> What you need to do
Copy all of the records exactly.

+++++

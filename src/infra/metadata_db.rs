use crate::app::ports::MetadataPort;
use crate::constants::COLLABORATOR_TIMEOUT_SECS;
use crate::error::{CuratorError, Result};
use crate::types::MediaKind;
use async_trait::async_trait;
use serde_json::Value;
use std::time::Duration;
use tracing::warn;

/// TMDB-compatible metadata database client.
#[derive(Debug)]
pub struct MetadataClient {
    client: reqwest::Client,
    host: String,
    api_key: String,
    language: String,
}

impl MetadataClient {
    pub fn new(host: &str, api_key: &str, language: &str) -> Result<Self> {
        if api_key.trim().is_empty() {
            return Err(CuratorError::Config(
                "metadata database api key not configured".to_string(),
            ));
        }
        let client = reqwest::Client::builder()
            .timeout(Duration::from_secs(COLLABORATOR_TIMEOUT_SECS))
            .build()?;
        Ok(Self {
            client,
            host: host.trim_end_matches('/').to_string(),
            api_key: api_key.to_string(),
            language: language.to_string(),
        })
    }
}

#[async_trait]
impl MetadataPort for MetadataClient {
    async fn get_details(&self, external_id: &str, kind: MediaKind) -> Result<Option<Value>> {
        let url = format!("{}/{}/{}", self.host, kind.as_str(), external_id);
        let resp = self
            .client
            .get(&url)
            .query(&[("api_key", self.api_key.as_str()), ("language", self.language.as_str())])
            .send()
            .await?;
        match resp.status() {
            s if s.is_success() => Ok(Some(resp.json().await?)),
            reqwest::StatusCode::NOT_FOUND => {
                warn!(external_id, kind = kind.as_str(), "metadata entry not found");
                Ok(None)
            }
            s => Err(CuratorError::Api {
                message: format!("metadata lookup returned HTTP {s}"),
            }),
        }
    }
}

+++++

> Output below
filename src/infra/metadata_db.rs
use crate::app::ports::MetadataPort;
use crate::constants::COLLABORATOR_TIMEOUT_SECS;
use crate::error::{CuratorError, Result};
use crate::types::MediaKind;
use async_trait::async_trait;
use serde_json::Value;
use std::time::Duration;
use tracing::warn;

/// TMDB-compatible metadata database client.
#[derive(Debug)]
pub struct MetadataClient {
    client: reqwest::Client,
    host: String,
    api_key: String,
    language: String,
}

impl MetadataClient {
    pub fn new(host: &str, api_key: &str, language: &str) -> Result<Self> {
        if api_key.trim().is_empty() {
            return Err(CuratorError::Config(
                "metadata database api key not configured".to_string(),
            ));
        }
        let client = reqwest::Client::builder()
            .timeout(Duration::from_secs(COLLABORATOR_TIMEOUT_SECS))
            .build()?;
        Ok(Self {
            client,
            host: host.trim_end_matches('/').to_string(),
            api_key: api_key.to_string(),
            language: language.to_string(),
        })
    }
}

#[async_trait]
impl MetadataPort for MetadataClient {
    async fn get_details(&self, external_id: &str, kind: MediaKind) -> Result<Option<Value>> {
        let url = format!("{}/{}/{}", self.host, kind.as_str(), external_id);
        let resp = self
            .client
            .get(&url)
            .query(&[("api_key", self.api_key.as_str()), ("language", self.language.as_str())])
            .send()
            .await?;
        match resp.status() {
            s if s.is_success() => Ok(Some(resp.json().await?)),
            reqwest::StatusCode::NOT_FOUND => {
                warn!(external_id, kind = kind.as_str(), "metadata entry not found");
                Ok(None)
            }
            s => Err(CuratorError::Api {
                message: format!("metadata lookup returned HTTP {s}"),
            }),
        }
    }
}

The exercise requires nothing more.